Living With Peak Discharge Uncertainty: The Self-learning Dike

Although river dikes still play a key role for flood protection in the Netherlands there is a growing interest for other measures to deal with larger peak discharges, such as lowering or widening the floodplains. Regardless of the strategy chosen the assessment of its effect on the flood risk depends on the peak discharge statistics. A problem here is that the statistical analysis of peak discharges relies on probability distributions based on the limited time series of extreme discharges. The extrapolation of these distributions are subject to considerable uncertainty, because there is a measuring record of only about 100 years and the natural variability can be expected to change as a result of climate change. This raises the question whether a more direct response to the effects of climate change is possible. The natural variability of the peak discharge changes, the changes in this variability due to e.g. climate change and the new statistical distribution can only be established after the actual change has happened. Even with regular updates of the statistical distributions it is inherent that the actions taken to reduce the flood risk are not anticipatory but delayed. As an alternative, this paper presents an adaptive or so-called self-learning approach to deal with the uncertainty in the peak discharge statistics.
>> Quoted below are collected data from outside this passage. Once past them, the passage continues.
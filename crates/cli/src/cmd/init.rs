//! Implementation of the `gitops init` command.
//!
//! Scaffolds a GitOps repository: `pipelines.yaml` plus the CI/CD namespace
//! resources.

use std::path::PathBuf;

use anyhow::{Context, Result};
use clap::Args;
use owo_colors::OwoColorize;

use gitops_lib::init::{InitOptions, init};
use gitops_lib::scm::RepositoryRegistry;
use gitops_lib::secrets::AgeSealer;

use crate::output::{OutputFormat, canonical, print_files, print_json, print_stat, print_success, print_warning, symbols};

/// Flags shared by `init` and `bootstrap`.
#[derive(Debug, Args)]
pub struct InitArgs {
  /// GitOps repository URL, e.g. https://github.com/org/gitops
  #[arg(long)]
  pub gitops_repo_url: String,

  /// Webhook secret for the GitOps repository (generated when omitted)
  #[arg(long)]
  pub gitops_webhook_secret: Option<String>,

  /// Prefix for generated namespaces
  #[arg(long, default_value = "")]
  pub prefix: String,

  /// Docker config.json holding registry credentials
  #[arg(long)]
  pub dockercfgjson: Option<PathBuf>,

  /// Directory to write the repository to
  #[arg(long, default_value = ".")]
  pub output: PathBuf,

  /// Replace an existing pipelines.yaml
  #[arg(long)]
  pub overwrite: bool,

  /// age public key secrets are sealed for
  #[arg(long, env = "GITOPS_SEALING_KEY")]
  pub sealing_key: String,
}

impl InitArgs {
  pub fn to_options(&self) -> InitOptions {
    InitOptions {
      gitops_repo_url: self.gitops_repo_url.clone(),
      gitops_webhook_secret: self.gitops_webhook_secret.clone(),
      prefix: self.prefix.clone(),
      docker_config_json: self.dockercfgjson.clone(),
      output_path: self.output.clone(),
      overwrite: self.overwrite,
    }
  }

  pub fn sealer(&self) -> Result<AgeSealer> {
    self.sealing_key.parse().context("Invalid --sealing-key")
  }
}

pub fn cmd_init(args: &InitArgs, format: OutputFormat) -> Result<()> {
  let options = args.to_options();
  let sealer = args.sealer()?;

  let result =
    init(&options, &sealer, &RepositoryRegistry::default()).context("Failed to initialize GitOps repository")?;

  if format.is_json() {
    let files: Vec<_> = result.written.iter().map(|p| p.display().to_string()).collect();
    print_json(&serde_json::json!({
      "output": canonical(&options.output_path),
      "pipelines_file": result.pipelines_file.display().to_string(),
      "generated_webhook_secret": result.generated_secret,
      "files": files,
    }))?;
    return Ok(());
  }

  print_success(&"Initialized GitOps repository".green().bold().to_string());
  println!();
  print_stat("Output", &canonical(&options.output_path));
  print_stat("Pipelines namespace", &options.cicd_namespace());
  print_stat("Files", &result.written.len().to_string());
  print_files(&options.output_path, &result.written);
  if result.generated_secret {
    println!();
    print_warning("Generated a random GitOps webhook secret; pass --gitops-webhook-secret to choose one");
  }
  println!();
  println!("{}", "Next steps:".bold());
  println!(
    "  {} Commit {} and point ArgoCD at it",
    symbols::INFO,
    options.gitops_url().cyan()
  );

  Ok(())
}
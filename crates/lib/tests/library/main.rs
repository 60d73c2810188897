//! Tests of the public library API.

mod common;
mod provider_tests;
mod visitor_tests;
The difference with the probabilistic design of flood defense works, which depends on the analysis and prediction of uncertain peak discharges, is that the dike is adapted in direct response to peak water levels exceeding the dike height minus a certain safety margin. The results indicate that, on average, adaptive flood management based on observed peak water levels is at least as safe as a probabilistic approach, which necessarily relies on uncertain discharge statistics. Other advantages of the adaptive strategy are also obvious: the rule of response is simple and easy to communicate to the public, and peak water levels are less difficult to measure. In general the example demonstrates that flood management can be based on a direct response to the effects of climate change, without tedious statistical analysis of peak discharge records.